Data records
******

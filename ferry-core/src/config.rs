//! Configuration management for ferry
//!
//! Configuration is loaded with the following priority (highest to lowest):
//! 1. CLI flags
//! 2. Environment variables (FERRY_*, IGNORE_LINEAR_DRYRUN)
//! 3. Config file (~/.config/ferry/config.toml)
//! 4. Default values

use std::path::{Path, PathBuf};
use std::time::Duration;

use serde::{Deserialize, Serialize};

use crate::{Error, Result};

/// Default Linear GraphQL endpoint
pub const DEFAULT_LINEAR_ENDPOINT: &str = "https://api.linear.app/graphql";

/// Default GitLab host
pub const DEFAULT_GITLAB_URL: &str = "https://gitlab.com";

/// Destination (Linear) configuration
#[derive(Debug, Clone, Deserialize, Serialize)]
#[serde(default)]
pub struct LinearConfig {
    /// GraphQL endpoint URL
    pub endpoint: String,

    /// How long to wait before retrying a rate-limited request
    #[serde(with = "humantime_serde")]
    pub retry_sleep: Duration,
}

impl Default for LinearConfig {
    fn default() -> Self {
        Self {
            endpoint: DEFAULT_LINEAR_ENDPOINT.to_string(),
            retry_sleep: Duration::from_secs(30),
        }
    }
}

/// Source (GitLab) configuration
#[derive(Debug, Clone, Deserialize, Serialize)]
#[serde(default)]
pub struct GitLabConfig {
    /// Host URL, used both for the REST API and for resolving relative links
    pub url: String,
}

impl Default for GitLabConfig {
    fn default() -> Self {
        Self {
            url: DEFAULT_GITLAB_URL.to_string(),
        }
    }
}

impl GitLabConfig {
    /// Host URL without a trailing slash
    pub fn host_url(&self) -> &str {
        self.url.trim_end_matches('/')
    }

    /// Base URL of the REST API (`<host>/api/v4`)
    pub fn api_url(&self) -> String {
        format!("{}/api/v4", self.host_url())
    }
}

/// Migration behaviour
#[derive(Debug, Clone, Deserialize, Serialize)]
#[serde(default)]
pub struct MigrationConfig {
    /// Source-side dry-run: nothing is written back to GitLab
    pub dry_run: bool,

    /// Destination-side dry-run override; follows `dry_run` when unset
    pub linear_dry_run: Option<bool>,

    /// Prefix of the label that names the destination team (`Team::Backend`)
    pub team_label_prefix: String,
}

impl Default for MigrationConfig {
    fn default() -> Self {
        Self {
            dry_run: false,
            linear_dry_run: None,
            team_label_prefix: "Team".to_string(),
        }
    }
}

impl MigrationConfig {
    /// Effective destination-side dry-run switch
    pub fn linear_dry_run(&self) -> bool {
        self.linear_dry_run.unwrap_or(self.dry_run)
    }
}

/// Root configuration structure
#[derive(Debug, Clone, Default, Deserialize, Serialize)]
#[serde(default)]
pub struct Config {
    /// Destination configuration
    pub linear: LinearConfig,

    /// Source configuration
    pub gitlab: GitLabConfig,

    /// Migration behaviour
    pub migration: MigrationConfig,
}

impl Config {
    /// Load configuration from the default config file location
    ///
    /// Returns default config if file doesn't exist
    pub fn load() -> Result<Self> {
        let config_path = Self::default_config_path();

        if let Some(path) = config_path {
            if path.exists() {
                return Self::load_from_file(&path);
            }
        }

        Ok(Self::default())
    }

    /// Load configuration from a specific file
    pub fn load_from_file(path: &Path) -> Result<Self> {
        let contents = std::fs::read_to_string(path).map_err(Error::Io)?;
        toml::from_str(&contents)
            .map_err(|e| Error::Config(format!("Failed to parse config: {}", e)))
    }

    /// Get the default config file path
    ///
    /// Returns `~/.config/ferry/config.toml` on Unix
    pub fn default_config_path() -> Option<PathBuf> {
        dirs::config_dir().map(|p| p.join("ferry").join("config.toml"))
    }

    /// Apply environment variable overrides
    ///
    /// Supported variables:
    /// - FERRY_LINEAR_ENDPOINT: GraphQL endpoint
    /// - FERRY_GITLAB_URL: GitLab host
    /// - FERRY_TEAM_LABEL_PREFIX: team label prefix
    /// - FERRY_DRY_RUN: source-side dry-run (`1`/`true`)
    /// - IGNORE_LINEAR_DRYRUN: when set, the destination side runs live
    pub fn with_env_overrides(mut self) -> Self {
        if let Ok(endpoint) = std::env::var("FERRY_LINEAR_ENDPOINT") {
            self.linear.endpoint = endpoint;
        }

        if let Ok(url) = std::env::var("FERRY_GITLAB_URL") {
            self.gitlab.url = url;
        }

        if let Ok(prefix) = std::env::var("FERRY_TEAM_LABEL_PREFIX") {
            self.migration.team_label_prefix = prefix;
        }

        if let Ok(value) = std::env::var("FERRY_DRY_RUN") {
            self.migration.dry_run = parse_flag(&value);
        }

        if std::env::var_os("IGNORE_LINEAR_DRYRUN").is_some() {
            self.migration.linear_dry_run = Some(false);
        }

        self
    }

    /// Apply CLI flag overrides
    pub fn with_cli_overrides(
        mut self,
        dry_run: Option<bool>,
        team_label_prefix: Option<String>,
    ) -> Self {
        if let Some(dry_run) = dry_run {
            self.migration.dry_run = dry_run;
        }

        if let Some(prefix) = team_label_prefix {
            self.migration.team_label_prefix = prefix;
        }

        self
    }

    /// Load configuration with all overrides applied
    ///
    /// Priority: CLI > env > config file > defaults
    pub fn load_with_overrides(
        path: Option<&Path>,
        dry_run: Option<bool>,
        team_label_prefix: Option<String>,
    ) -> Result<Self> {
        let base = match path {
            Some(path) => Self::load_from_file(path)?,
            None => Self::load()?,
        };

        Ok(base
            .with_env_overrides()
            .with_cli_overrides(dry_run, team_label_prefix))
    }
}

fn parse_flag(value: &str) -> bool {
    matches!(
        value.trim().to_ascii_lowercase().as_str(),
        "1" | "true" | "yes" | "on"
    )
}
//! Inspect command - Show what a migration would read from an issue

use std::path::Path;

use clap::Args;
use ferry_core::{Config, Secrets, SourceItem};
use ferry_gitlab::{GitLabClient, GitLabItem};

/// Arguments for the inspect command
#[derive(Args, Debug)]
pub struct InspectArgs {
    /// Project holding the issue (numeric id or full path)
    #[arg(long)]
    pub project: String,

    /// Issue iid
    #[arg(long)]
    pub issue: u64,
}

impl InspectArgs {
    /// Execute the inspect command
    pub async fn execute(&self, config_path: Option<&Path>) -> anyhow::Result<()> {
        let config = Config::load_with_overrides(config_path, None, None)?;
        let secrets = Secrets::load()?;
        let gitlab = GitLabClient::from_config(&config, &secrets)?;

        let item = GitLabItem::fetch_issue(&gitlab, &self.project, self.issue).await?;
        let resource = item.resource();

        println!("{}", resource.title);
        println!("  url:    {}", resource.web_url);
        println!("  state:  {:?}", resource.state);
        println!("  labels: {}", resource.labels.join(", "));
        println!(
            "  human discussions: {}",
            item.human_discussions().await?.len()
        );

        match item.epic_url() {
            Some(epic_url) => {
                println!("  epic:   {}", epic_url);
                match item.find_linear_id_in_epic_notes().await? {
                    Some(id) => println!("  epic migrated as Linear issue {}", id),
                    None => println!("  epic not migrated"),
                }
            }
            None => println!("  epic:   (none)"),
        }

        Ok(())
    }
}
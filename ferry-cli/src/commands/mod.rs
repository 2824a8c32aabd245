//! CLI command implementations

pub mod config;
pub mod inspect;
pub mod migrate;

pub use config::ConfigArgs;
pub use inspect::InspectArgs;
pub use migrate::MigrateArgs;
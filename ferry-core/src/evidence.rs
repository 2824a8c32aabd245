//! In-run record of migrated items
//!
//! Every destination issue created during a run is appended here so that
//! items migrated later in the same run can resolve their parent epic
//! without another destination lookup. Nothing is persisted across runs.

use serde::{Deserialize, Serialize};

use crate::SourceKind;

/// Kind of destination object
#[derive(Debug, Clone, Copy, PartialEq, Eq, Serialize, Deserialize)]
#[serde(rename_all = "lowercase")]
pub enum DestinationKind {
    Issue,
}

/// One migrated item
#[derive(Debug, Clone, PartialEq, Eq, Serialize, Deserialize)]
pub struct EvidenceRecord {
    pub source_kind: SourceKind,
    pub source_id: u64,
    pub destination_kind: DestinationKind,
    pub destination_id: String,
    pub source_url: String,
    pub destination_url: String,
}

/// Ordered, append-only list of migrated items
#[derive(Debug, Clone, Default, Serialize, Deserialize)]
pub struct MigrationEvidence {
    records: Vec<EvidenceRecord>,
}

impl MigrationEvidence {
    pub fn new() -> Self {
        Self::default()
    }

    pub fn record(&mut self, record: EvidenceRecord) {
        self.records.push(record);
    }

    /// Destination id of the first record matching the source item and
    /// destination kind
    pub fn find_destination_id(
        &self,
        source_kind: SourceKind,
        source_id: u64,
        destination_kind: DestinationKind,
    ) -> Option<&str> {
        self.records
            .iter()
            .find(|r| {
                r.source_kind == source_kind
                    && r.source_id == source_id
                    && r.destination_kind == destination_kind
            })
            .map(|r| r.destination_id.as_str())
    }

    pub fn records(&self) -> &[EvidenceRecord] {
        &self.records
    }

    pub fn len(&self) -> usize {
        self.records.len()
    }

    pub fn is_empty(&self) -> bool {
        self.records.is_empty()
    }
}
//! Query logging for the GraphQL client
//!
//! Everything the client sends or receives is rendered through `tracing`
//! under the `ferry::graphql` target, so `RUST_LOG=ferry::graphql=trace`
//! shows full request and response bodies.

use serde_json::Value;
use tracing::{debug, error, info, trace};

/// Renders queries, variables, responses, cache hits, and errors
#[derive(Debug, Clone, Copy, Default)]
pub struct QueryLogger;

impl QueryLogger {
    pub fn log_query(&self, query: &str, variables: &Value) {
        debug!(target: "ferry::graphql", query = %query.trim(), "Query");
        debug!(target: "ferry::graphql", %variables, "Variables");
    }

    pub fn log_response(&self, response: &str) {
        trace!(target: "ferry::graphql", %response, "Response");
    }

    pub fn log_cache_hit(&self, cache_key: u64) {
        debug!(target: "ferry::graphql", cache_key, "Cache hit");
    }

    pub fn log_dry_run(&self, mutation: &str, variables: &Value) {
        info!(target: "ferry::graphql", mutation = %mutation.trim(), %variables, "[DRY RUN] Skipping mutation");
    }

    pub fn log_rate_limited(&self, attempt: u32, sleep_secs: u64) {
        info!(target: "ferry::graphql", attempt, sleep_secs, "Rate limited, backing off");
    }

    pub fn log_error(&self, errors: &str) {
        error!(target: "ferry::graphql", %errors, "GraphQL Error");
    }
}
//! Source workflow label to Linear workflow state name

/// Linear workflow state name for a source `S::` label value
///
/// `Inbox` maps explicitly to no state; unknown labels also yield `None`.
pub fn linear_state_name(source_state: &str) -> Option<&'static str> {
    match source_state {
        "Inbox" => None,
        "InProgress" => Some("In Progress"),
        "OnHold" => Some("Blocked"),
        "PendingRelease" => Some("Pending Release"),
        "Planned" => Some("Planned"),
        "Review" => Some("In Review"),
        "Candidate" => Some("Candidate"),
        "Blocked" => Some("Blocked"),
        "Closed" => Some("Done"),
        "Testing" => Some("Testing"),
        "NeedsQA" => Some("Needs QA"),
        "DesignReview" => Some("Design Review"),
        "CodeReview" => Some("Code Review"),
        "ReadyForDev" => Some("Planned"),
        _ => None,
    }
}
//! Migrate command - Copy GitLab issues or epics into Linear

use std::path::Path;

use clap::{ArgGroup, Args};
use ferry_core::{Config, Secrets, SourceKind};
use ferry_gitlab::{migrate_item, GitLabClient, GitLabItem, MigrateOptions, MigrationOutcome};
use ferry_linear::LinearConnector;

/// Arguments for the migrate command
#[derive(Args, Debug)]
#[command(group(ArgGroup::new("target").required(true).args(["project", "group"])))]
pub struct MigrateArgs {
    /// Project holding the issues (numeric id or full path)
    #[arg(long, requires = "issues")]
    pub project: Option<String>,

    /// Issue iids to migrate
    #[arg(long = "issue", num_args = 1.., requires = "project")]
    pub issues: Vec<u64>,

    /// Group holding the epics (numeric id or full path)
    #[arg(long, requires = "epics")]
    pub group: Option<String>,

    /// Epic iids to migrate
    #[arg(long = "epic", num_args = 1.., requires = "group")]
    pub epics: Vec<u64>,

    /// Dry run - read everything, write nothing
    #[arg(long)]
    pub dry_run: bool,

    /// Carry the `S::` workflow label over as the Linear state
    #[arg(long)]
    pub set_state: bool,

    /// Prefix issue titles with the project name
    #[arg(long)]
    pub prepend_project_name: bool,

    /// Prefix of the label naming the Linear team
    #[arg(long, env = "FERRY_TEAM_LABEL_PREFIX")]
    pub team_label_prefix: Option<String>,
}

impl MigrateArgs {
    fn targets(&self) -> Vec<(SourceKind, &str, u64)> {
        let issues = self
            .project
            .as_deref()
            .into_iter()
            .flat_map(|project| self.issues.iter().map(move |iid| (SourceKind::Issue, project, *iid)));
        let epics = self
            .group
            .as_deref()
            .into_iter()
            .flat_map(|group| self.epics.iter().map(move |iid| (SourceKind::Epic, group, *iid)));
        issues.chain(epics).collect()
    }

    /// Execute the migrate command
    ///
    /// Items are migrated one after another. A failing item is reported and
    /// the batch continues; the command fails at the end if any item did.
    pub async fn execute(&self, config_path: Option<&Path>) -> anyhow::Result<()> {
        let config = Config::load_with_overrides(
            config_path,
            self.dry_run.then_some(true),
            self.team_label_prefix.clone(),
        )?;
        let secrets = Secrets::load()?;

        let gitlab = GitLabClient::from_config(&config, &secrets)?;
        let mut connector = LinearConnector::from_config(&config, &secrets)?;
        let options = MigrateOptions {
            set_state: self.set_state,
            prepend_project_name: self.prepend_project_name,
        };

        tracing::info!(
            gitlab_dry_run = connector.options().gitlab_dry_run,
            linear_dry_run = connector.options().linear_dry_run,
            team_label_prefix = %connector.options().team_label_prefix,
            "Starting migration"
        );

        let targets = self.targets();
        println!("Ferry Migration");
        println!("===============");
        println!();
        if config.migration.dry_run {
            println!("[Dry run] GitLab will not be modified");
            println!();
        }

        let mut failed = 0;
        for (kind, scope, iid) in &targets {
            let fetched = match kind {
                SourceKind::Issue => GitLabItem::fetch_issue(&gitlab, scope, *iid).await,
                SourceKind::Epic => GitLabItem::fetch_epic(&gitlab, scope, *iid).await,
            };
            let item = match fetched {
                Ok(item) => item,
                Err(e) => {
                    tracing::error!(kind = %kind, scope = %scope, iid, error = %e, "Failed to fetch item");
                    println!("  FAILED   {}#{}: {}", scope, iid, e);
                    failed += 1;
                    continue;
                }
            };

            match migrate_item(&mut connector, &item, &options).await {
                Ok(MigrationOutcome::Migrated { issue, .. }) => {
                    println!("  migrated {}#{} -> {}", scope, iid, issue.url);
                }
                Ok(MigrationOutcome::Skipped) => {
                    println!("  skipped  {}#{} (Linear dry run)", scope, iid);
                }
                Ok(MigrationOutcome::Failed { error, .. }) => {
                    println!("  FAILED   {}#{}: {}", scope, iid, error);
                    failed += 1;
                }
                Err(e) => {
                    tracing::error!(kind = %kind, scope = %scope, iid, error = %e, "Failed to annotate item");
                    println!("  FAILED   {}#{}: {}", scope, iid, e);
                    failed += 1;
                }
            }
        }

        println!();
        println!(
            "{} item(s) processed, {} migrated, {} failed",
            targets.len(),
            connector.evidence().len(),
            failed
        );

        if failed > 0 {
            anyhow::bail!("{} of {} item(s) failed to migrate", failed, targets.len());
        }

        Ok(())
    }
}
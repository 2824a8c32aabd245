//! Ferry Linear - Linear integration for ferry
//!
//! This crate holds the GraphQL transport (caching, rate-limit retry,
//! dry-run), the typed Linear API built on top of it, and the connector that
//! migrates one source work item at a time into Linear.

mod client;
mod connector;
mod error;
mod interface;
mod logger;
mod mutation;
mod state;
mod transport;

#[cfg(test)]
mod test_support;

pub use client::{GraphqlClient, THROTTLE_RETRIES};
pub use connector::{
    ConnectorOptions, LinearConnector, MIGRATION_IN_PROGRESS_LABEL_NAME,
    MIGRATION_IN_PROGRESS_LABEL_NAME_DRY_RUN, MIGRATION_LABEL_NAME, MIGRATION_LABEL_NAME_DRY_RUN,
};
pub use error::{Error, Result};
pub use interface::{
    AttachmentLinkMergeRequestInput, AttachmentLinkUrlInput, CommentCreateInput, CreatedComment,
    CreatedIssue, IssueCreateInput, LinearInterface, MutationAck, Team, WorkflowState,
};
pub use logger::QueryLogger;
pub use mutation::build_mutation;
pub use state::linear_state_name;
pub use transport::{HttpResponse, HttpTransport, Transport};
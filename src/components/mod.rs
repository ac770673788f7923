pub mod explorer_view;
pub mod graph_canvas;
pub mod sidebar;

******

§ **Problem details**
Locate the lines above that hold the word "Planned". Show every one of them.

§ **Result of the task**
        "Planned" => Some("Planned"),
        "ReadyForDev" => Some("Planned"),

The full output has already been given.